For the control plane, there isn’t a “pool” so just patch each server and reboot it. Do one server at a time and check the status of the cluster before moving to subsequent master servers in the control plane.
For the worker nodes, you’ll need to drain each of the workers before patching and rebooting. Run the following command to both confirm the current version of 1.17.6 and that all nodes are in a Ready state to be patched:
$ kubectl get nodes
NAME STATUS ROLES AGE VERSION
ndld0cuomkube1.internal.pri Ready master 259d v1.17.6
ndld0cuomkube2.internal.pri Ready master 259d v1.17.6
ndld0cuomkube3.internal.pri Ready master 259d v1.17.6
ndld0cuomknode1.internal.pri Ready <none> 259d v1.17.6
ndld0cuomknode2.internal.pri Ready <none> 259d v1.17.6
ndld0cuomknode3.internal.pri Ready <none> 259d v1.17.6
To drain a server, patch, and then return the server to the pool, follow the steps below:
$ kubectl drain [nodename] --delete-local-data --ignore-daemonsets
Then patch the server and reboot:
# yum upgrade -y
# shutdown -t 0 now -r
Finally bring the node back into the pool.

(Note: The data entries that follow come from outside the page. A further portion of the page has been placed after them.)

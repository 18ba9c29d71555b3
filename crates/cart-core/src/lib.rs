//! # cart-core: Pure Pricing Logic for Products and Carts
//!
//! This crate models catalog products and shopping carts, with exact
//! decimal price, tax and discount arithmetic and zero I/O dependencies.
//!
//! ## Architecture Position
//! ```text
//! ┌─────────────────────────────────────────────────────────────────────────┐
//! │                        Cart Pricing Architecture                        │
//! │                                                                         │
//! │  ┌─────────────────────────────────────────────────────────────────┐   │
//! │  │              Host (cart-demo, test harness, service)            │   │
//! │  │      builds Products ──► drives Cart ──► reads totals           │   │
//! │  └─────────────────────────────┬───────────────────────────────────┘   │
//! │                                │ in-process calls                       │
//! │  ┌─────────────────────────────▼───────────────────────────────────┐   │
//! │  │               ★ cart-core (THIS CRATE) ★                        │   │
//! │  │                                                                 │   │
//! │  │   ┌───────────┐  ┌───────────┐  ┌───────────┐  ┌───────────┐  │   │
//! │  │   │  product  │  │   money   │  │   cart    │  │ validation│  │   │
//! │  │   │  Product  │  │   Money   │  │   Cart    │  │   rules   │  │   │
//! │  │   │ ProductId │  │   Rate    │  │ CartEntry │  │  checks   │  │   │
//! │  │   └───────────┘  └───────────┘  └───────────┘  └───────────┘  │   │
//! │  │                                                                 │   │
//! │  │   NO I/O • NO DATABASE • NO NETWORK • PURE FUNCTIONS           │   │
//! │  └─────────────────────────────────────────────────────────────────┘   │
//! └─────────────────────────────────────────────────────────────────────────┘
//! ```
//!
//! ## Modules
//!
//! - [`product`] - Product with validated attributes and derived prices
//! - [`cart`] - Cart mapping products to quantities
//! - [`money`] - Money and Rate over exact decimals (no floating point!)
//! - [`error`] - Domain error types
//! - [`validation`] - Rules shared by every write path
//! - [`config`] - Pricing settings supplied by the host
//!
//! ## Example Usage
//!
//! ```rust
//! use cart_core::{Cart, Money, Product, ProductId};
//! use rust_decimal_macros::dec;
//!
//! let mut tea = Product::new(ProductId::new(1), "Tea", Money::new(dec!(10.00)), "Green tea")?;
//! tea.set_discount(dec!(0.20))?;
//!
//! let mut cart = Cart::new();
//! cart.add_product(&tea, 2)?;
//!
//! // 2 × ((10.00 + 10% tax) − 20%)
//! assert_eq!(cart.total()?, Money::new(dec!(17.60)));
//! # Ok::<(), cart_core::ValidationError>(())
//! ```

// =============================================================================
// Module Declarations
// =============================================================================

pub mod cart;
pub mod config;
pub mod error;
pub mod money;
pub mod product;
pub mod validation;

// =============================================================================
// Re-exports for Convenience
// =============================================================================

pub use cart::{Cart, CartEntry, CartItems, CartSummary};
pub use config::PricingConfig;
pub use error::{ConfigError, ValidationError, ValidationResult};
pub use money::{Money, Rate};
pub use product::{Product, ProductId};

use rust_decimal::Decimal;
use rust_decimal_macros::dec;

// =============================================================================
// Crate-Level Constants
// =============================================================================

/// Tax rate every product gets unless built with `Product::with_tax_rate`.
pub const DEFAULT_TAX_RATE: Rate = Rate::STANDARD_TAX;

/// Highest accepted product price (one trillion).
///
/// ## Business Reason
/// Catches runaway input, and keeps `price × (1 + tax_rate)` well inside
/// `Decimal` range for any rate up to 100%.
pub const MAX_PRICE: Decimal = dec!(1000000000000);
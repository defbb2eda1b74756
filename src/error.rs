//! Error types for seo-score.
//!
//! This module defines the error types returned by fetch, analysis and
//! export operations.

/// Error type for SEO analysis operations.
#[derive(Debug, thiserror::Error)]
pub enum Error {
    /// The given URL is not an absolute http(s) URL.
    #[error("Invalid URL: {0}")]
    InvalidUrl(String),

    /// The request could not be sent or the body could not be read.
    #[error("Error fetching the URL: {0}")]
    Fetch(String),

    /// The server answered with a client or server error status.
    #[error("HTTP {status} returned for {url}")]
    HttpStatus {
        /// Numeric HTTP status code.
        status: u16,
        /// URL that produced the status (after redirects).
        url: String,
    },

    /// Writing an export file failed.
    #[error("I/O error: {0}")]
    Io(#[from] std::io::Error),

    /// Serializing the report failed.
    #[error("JSON serialization failed: {0}")]
    Json(#[from] serde_json::Error),
}

impl From<reqwest::Error> for Error {
    fn from(err: reqwest::Error) -> Self {
        if let Some(status) = err.status() {
            return Self::HttpStatus {
                status: status.as_u16(),
                url: err.url().map(ToString::to_string).unwrap_or_default(),
            };
        }
        Self::Fetch(err.to_string())
    }
}

/// Result type alias for SEO analysis operations.
pub type Result<T> = std::result::Result<T, Error>;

$ kubectl uncordon [nodename]
Update Versionlock Information
Currently the clusters have locked kubernetes to version 1.17.6, kubernetes-cni to version 0.7.5, and docker to 1.13.1-161. The locks on each server need to be removed and new locks put into place for the new version of kubernetes, kubernetes-cni, and docker where appropriate.
Versionlock file location: /etc/yum/pluginconf.d/
Simply delete the existing locks:
/usr/bin/yum versionlock delete "kubelet.*"
/usr/bin/yum versionlock delete "kubectl.*"
/usr/bin/yum versionlock delete "kubeadm.*"
/usr/bin/yum versionlock delete "kubernetes-cni.*"
/usr/bin/yum versionlock delete "docker.*"
/usr/bin/yum versionlock delete "docker-common.*"
/usr/bin/yum versionlock delete "docker-client.*"
/usr/bin/yum versionlock delete "docker-rhel-push-plugin.*"
And then add in the new locks at the desired levels:
/usr/bin/yum versionlock add "kubelet-1.18.8-0.*"
/usr/bin/yum versionlock add "kubectl-1.18.8-0.*"
/usr/bin/yum versionlock add "kubeadm-1.18.8-0.*"
/usr/bin/yum versionlock "docker-1.13.1-162.*"
/usr/bin/yum versionlock "docker-common-1.13.1-162.*"
/usr/bin/yum versionlock "docker-client-1.13.1-162.*"
/usr/bin/yum versionlock "docker-rhel-push-plugin-1.13.1-162.*"
/usr/bin/yum versionlock "kubernetes-cni-0.8.6-0.*"
Then install the updated kubernetes and docker binaries. Note that the versionlocked versions and the installed version must match:
/usr/bin/yum install kubelet-1.18.8-0.x86_64
/usr/bin/yum install kubectl-1.18.8-0.x86_64
/usr/bin/yum install kubeadm-1.18.8-0.x86_64
/usr/bin/yum install docker-1.13.1-162.git64e9980.el7_8.x86_64
/usr/bin/yum install docker-common-1.13.1-162.git64e9980.el7_8.x86_64
/usr/bin/yum install docker-client-1.13.1-162.git64e9980.el7_8.x86_64
/usr/bin/yum install docker-rhel-push-plugin-1.13.1-162.git64e9980.el7_8.x86_64
/usr/bin/yum install kubernetes-cni-0.8.6-0.x86_64
Upgrade Kubernetes
Using the kubeadm command on the first master server, you can review the plan and then upgrade the cluster:
[root@ndld0cuomkube1 ~]# kubeadm upgrade plan
[upgrade/config] Making sure the configuration is correct:
[upgrade/config] Reading configuration from the cluster...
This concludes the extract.